* _YOUR INSTRUCTIONS_:
Give the data back exactly as it stands.
RECORDS FOR THE EXERCISE: Begin
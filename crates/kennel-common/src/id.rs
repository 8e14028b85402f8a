//! Container handles and process identifiers.

use serde::{Deserialize, Serialize};
use sha2::{Digest, Sha256};
use std::fmt;
use std::str::FromStr;

use crate::error::{KennelError, KennelResult};

/// A validated container handle.
///
/// Handles are the namespacing key for everything a container owns: its
/// depot directory, its iptables chains and its network allocation.
///
/// Handles must:
/// - Be 1-128 characters long
/// - Contain only alphanumeric characters, `-`, `_` and `.`
/// - Start with an alphanumeric character
#[derive(Debug, Clone, PartialEq, Eq, Hash, PartialOrd, Ord, Serialize, Deserialize)]
#[serde(try_from = "String", into = "String")]
pub struct ContainerHandle(String);

impl ContainerHandle {
    /// Maximum length of a handle.
    pub const MAX_LENGTH: usize = 128;

    /// Number of hex characters used by [`Self::instance_id`].
    pub const INSTANCE_ID_LEN: usize = 10;

    /// Create a new handle, validating the format.
    ///
    /// # Errors
    ///
    /// Returns [`KennelError::InvalidHandle`] if the format is invalid.
    pub fn new(handle: impl Into<String>) -> KennelResult<Self> {
        let handle = handle.into();
        Self::validate(&handle)?;
        Ok(Self(handle))
    }

    /// Get the handle as a string slice.
    #[must_use]
    pub fn as_str(&self) -> &str {
        &self.0
    }

    /// Short, deterministic identifier derived from the handle.
    ///
    /// First ten hex characters of the SHA-256 of the handle. Used where
    /// kernel name limits apply (chain names, interface names).
    #[must_use]
    pub fn instance_id(&self) -> String {
        let digest = Sha256::digest(self.0.as_bytes());
        let mut id = hex::encode(digest);
        id.truncate(Self::INSTANCE_ID_LEN);
        id
    }

    /// Trailing `max` characters of the handle.
    ///
    /// Handles are ASCII, so slicing by byte is safe.
    #[must_use]
    pub fn tail(&self, max: usize) -> &str {
        let start = self.0.len().saturating_sub(max);
        &self.0[start..]
    }

    fn validate(handle: &str) -> KennelResult<()> {
        let invalid = || KennelError::InvalidHandle {
            handle: handle.to_string(),
        };

        if handle.is_empty() || handle.len() > Self::MAX_LENGTH {
            return Err(invalid());
        }

        let mut chars = handle.chars();
        if !chars.next().is_some_and(|c| c.is_ascii_alphanumeric()) {
            return Err(invalid());
        }

        if chars.any(|c| !c.is_ascii_alphanumeric() && !matches!(c, '-' | '_' | '.')) {
            return Err(invalid());
        }

        Ok(())
    }
}

impl fmt::Display for ContainerHandle {
    fn fmt(&self, f: &mut fmt::Formatter<'_>) -> fmt::Result {
        f.write_str(&self.0)
    }
}

impl FromStr for ContainerHandle {
    type Err = KennelError;

    fn from_str(s: &str) -> Result<Self, Self::Err> {
        Self::new(s)
    }
}

impl TryFrom<String> for ContainerHandle {
    type Error = KennelError;

    fn try_from(value: String) -> Result<Self, Self::Error> {
        Self::new(value)
    }
}

impl From<ContainerHandle> for String {
    fn from(handle: ContainerHandle) -> Self {
        handle.0
    }
}

impl AsRef<str> for ContainerHandle {
    fn as_ref(&self) -> &str {
        &self.0
    }
}

/// Identifier of one process execution inside a container.
#[derive(Debug, Clone, PartialEq, Eq, Hash, Serialize, Deserialize)]
#[serde(transparent)]
pub struct ProcessId(String);

impl ProcessId {
    /// Generate a new random process ID.
    ///
    /// The ID is a 16-character hex string derived from a UUID v4.
    #[must_use]
    pub fn generate() -> Self {
        let uuid = uuid::Uuid::new_v4();
        Self(hex::encode(&uuid.as_bytes()[..8]))
    }

    /// Use a caller-chosen ID.
    ///
    /// # Errors
    ///
    /// Returns [`KennelError::InvalidHandle`] if the ID would not be a
    /// safe single path component.
    pub fn new(id: impl Into<String>) -> KennelResult<Self> {
        let id = id.into();
        ContainerHandle::validate(&id)?;
        Ok(Self(id))
    }

    /// Get the ID as a string slice.
    #[must_use]
    pub fn as_str(&self) -> &str {
        &self.0
    }
}

impl fmt::Display for ProcessId {
    fn fmt(&self, f: &mut fmt::Formatter<'_>) -> fmt::Result {
        f.write_str(&self.0)
    }
}

impl AsRef<str> for ProcessId {
    fn as_ref(&self) -> &str {
        &self.0
    }
}

#[cfg(test)]
mod tests {
    use super::*;

    #[test]
    fn valid_handles() {
        assert!(ContainerHandle::new("abc123").is_ok());
        assert!(ContainerHandle::new("my-container").is_ok());
        assert!(ContainerHandle::new("my_container.v2").is_ok());
        assert!(ContainerHandle::new("a".repeat(128)).is_ok());
    }

    #[test]
    fn invalid_handles() {
        assert!(ContainerHandle::new("").is_err());
        assert!(ContainerHandle::new("-invalid").is_err());
        assert!(ContainerHandle::new(".hidden").is_err());
        assert!(ContainerHandle::new("has/slash").is_err());
        assert!(ContainerHandle::new("a".repeat(129)).is_err());
    }

    #[test]
    fn instance_id_is_deterministic() {
        let a = ContainerHandle::new("some-handle").unwrap();
        let b = ContainerHandle::new("some-handle").unwrap();
        let c = ContainerHandle::new("other-handle").unwrap();

        assert_eq!(a.instance_id(), b.instance_id());
        assert_ne!(a.instance_id(), c.instance_id());
        assert_eq!(a.instance_id().len(), ContainerHandle::INSTANCE_ID_LEN);
        assert!(a.instance_id().chars().all(|c| c.is_ascii_hexdigit()));
    }

    #[test]
    fn tail_keeps_the_end() {
        let handle = ContainerHandle::new("0123456789").unwrap();
        assert_eq!(handle.tail(4), "6789");
        assert_eq!(handle.tail(40), "0123456789");
    }

    #[test]
    fn deserialize_validates() {
        let ok: ContainerHandle = serde_json::from_str("\"box-1\"").unwrap();
        assert_eq!(ok.as_str(), "box-1");
        assert!(serde_json::from_str::<ContainerHandle>("\"../etc\"").is_err());
    }

    #[test]
    fn generated_process_ids_differ() {
        let a = ProcessId::generate();
        let b = ProcessId::generate();
        assert_ne!(a, b);
        assert_eq!(a.as_str().len(), 16);
    }
}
RECORDS FOR THE EXERCISE: End
* _ANSWER TO THIS EXERCISE_:
filename crates/kennel-common/src/id.rs
repository 8e14028b85402f8a
//! Container handles and process identifiers.

use serde::{Deserialize, Serialize};
use sha2::{Digest, Sha256};
use std::fmt;
use std::str::FromStr;

use crate::error::{KennelError, KennelResult};

/// A validated container handle.
///
/// Handles are the namespacing key for everything a container owns: its
/// depot directory, its iptables chains and its network allocation.
///
/// Handles must:
/// - Be 1-128 characters long
/// - Contain only alphanumeric characters, `-`, `_` and `.`
/// - Start with an alphanumeric character
#[derive(Debug, Clone, PartialEq, Eq, Hash, PartialOrd, Ord, Serialize, Deserialize)]
#[serde(try_from = "String", into = "String")]
pub struct ContainerHandle(String);

impl ContainerHandle {
    /// Maximum length of a handle.
    pub const MAX_LENGTH: usize = 128;

    /// Number of hex characters used by [`Self::instance_id`].
    pub const INSTANCE_ID_LEN: usize = 10;

    /// Create a new handle, validating the format.
    ///
    /// # Errors
    ///
    /// Returns [`KennelError::InvalidHandle`] if the format is invalid.
    pub fn new(handle: impl Into<String>) -> KennelResult<Self> {
        let handle = handle.into();
        Self::validate(&handle)?;
        Ok(Self(handle))
    }

    /// Get the handle as a string slice.
    #[must_use]
    pub fn as_str(&self) -> &str {
        &self.0
    }

    /// Short, deterministic identifier derived from the handle.
    ///
    /// First ten hex characters of the SHA-256 of the handle. Used where
    /// kernel name limits apply (chain names, interface names).
    #[must_use]
    pub fn instance_id(&self) -> String {
        let digest = Sha256::digest(self.0.as_bytes());
        let mut id = hex::encode(digest);
        id.truncate(Self::INSTANCE_ID_LEN);
        id
    }

    /// Trailing `max` characters of the handle.
    ///
    /// Handles are ASCII, so slicing by byte is safe.
    #[must_use]
    pub fn tail(&self, max: usize) -> &str {
        let start = self.0.len().saturating_sub(max);
        &self.0[start..]
    }

    fn validate(handle: &str) -> KennelResult<()> {
        let invalid = || KennelError::InvalidHandle {
            handle: handle.to_string(),
        };

        if handle.is_empty() || handle.len() > Self::MAX_LENGTH {
            return Err(invalid());
        }

        let mut chars = handle.chars();
        if !chars.next().is_some_and(|c| c.is_ascii_alphanumeric()) {
            return Err(invalid());
        }

        if chars.any(|c| !c.is_ascii_alphanumeric() && !matches!(c, '-' | '_' | '.')) {
            return Err(invalid());
        }

        Ok(())
    }
}

impl fmt::Display for ContainerHandle {
    fn fmt(&self, f: &mut fmt::Formatter<'_>) -> fmt::Result {
        f.write_str(&self.0)
    }
}

impl FromStr for ContainerHandle {
    type Err = KennelError;

    fn from_str(s: &str) -> Result<Self, Self::Err> {
        Self::new(s)
    }
}

impl TryFrom<String> for ContainerHandle {
    type Error = KennelError;

    fn try_from(value: String) -> Result<Self, Self::Error> {
        Self::new(value)
    }
}

impl From<ContainerHandle> for String {
    fn from(handle: ContainerHandle) -> Self {
        handle.0
    }
}

impl AsRef<str> for ContainerHandle {
    fn as_ref(&self) -> &str {
        &self.0
    }
}

/// Identifier of one process execution inside a container.
#[derive(Debug, Clone, PartialEq, Eq, Hash, Serialize, Deserialize)]
#[serde(transparent)]
pub struct ProcessId(String);

impl ProcessId {
    /// Generate a new random process ID.
    ///
    /// The ID is a 16-character hex string derived from a UUID v4.
    #[must_use]
    pub fn generate() -> Self {
        let uuid = uuid::Uuid::new_v4();
        Self(hex::encode(&uuid.as_bytes()[..8]))
    }

    /// Use a caller-chosen ID.
    ///
    /// # Errors
    ///
    /// Returns [`KennelError::InvalidHandle`] if the ID would not be a
    /// safe single path component.
    pub fn new(id: impl Into<String>) -> KennelResult<Self> {
        let id = id.into();
        ContainerHandle::validate(&id)?;
        Ok(Self(id))
    }

    /// Get the ID as a string slice.
    #[must_use]
    pub fn as_str(&self) -> &str {
        &self.0
    }
}

impl fmt::Display for ProcessId {
    fn fmt(&self, f: &mut fmt::Formatter<'_>) -> fmt::Result {
        f.write_str(&self.0)
    }
}

impl AsRef<str> for ProcessId {
    fn as_ref(&self) -> &str {
        &self.0
    }
}

#[cfg(test)]
mod tests {
    use super::*;

    #[test]
    fn valid_handles() {
        assert!(ContainerHandle::new("abc123").is_ok());
        assert!(ContainerHandle::new("my-container").is_ok());
        assert!(ContainerHandle::new("my_container.v2").is_ok());
        assert!(ContainerHandle::new("a".repeat(128)).is_ok());
    }

    #[test]
    fn invalid_handles() {
        assert!(ContainerHandle::new("").is_err());
        assert!(ContainerHandle::new("-invalid").is_err());
        assert!(ContainerHandle::new(".hidden").is_err());
        assert!(ContainerHandle::new("has/slash").is_err());
        assert!(ContainerHandle::new("a".repeat(129)).is_err());
    }

    #[test]
    fn instance_id_is_deterministic() {
        let a = ContainerHandle::new("some-handle").unwrap();
        let b = ContainerHandle::new("some-handle").unwrap();
        let c = ContainerHandle::new("other-handle").unwrap();

        assert_eq!(a.instance_id(), b.instance_id());
        assert_ne!(a.instance_id(), c.instance_id());
        assert_eq!(a.instance_id().len(), ContainerHandle::INSTANCE_ID_LEN);
        assert!(a.instance_id().chars().all(|c| c.is_ascii_hexdigit()));
    }

    #[test]
    fn tail_keeps_the_end() {
        let handle = ContainerHandle::new("0123456789").unwrap();
        assert_eq!(handle.tail(4), "6789");
        assert_eq!(handle.tail(40), "0123456789");
    }

    #[test]
    fn deserialize_validates() {
        let ok: ContainerHandle = serde_json::from_str("\"box-1\"").unwrap();
        assert_eq!(ok.as_str(), "box-1");
        assert!(serde_json::from_str::<ContainerHandle>("\"../etc\"").is_err());
    }

    #[test]
    fn generated_process_ids_differ() {
        let a = ProcessId::generate();
        let b = ProcessId::generate();
        assert_ne!(a, b);
        assert_eq!(a.as_str().len(), 16);
    }
}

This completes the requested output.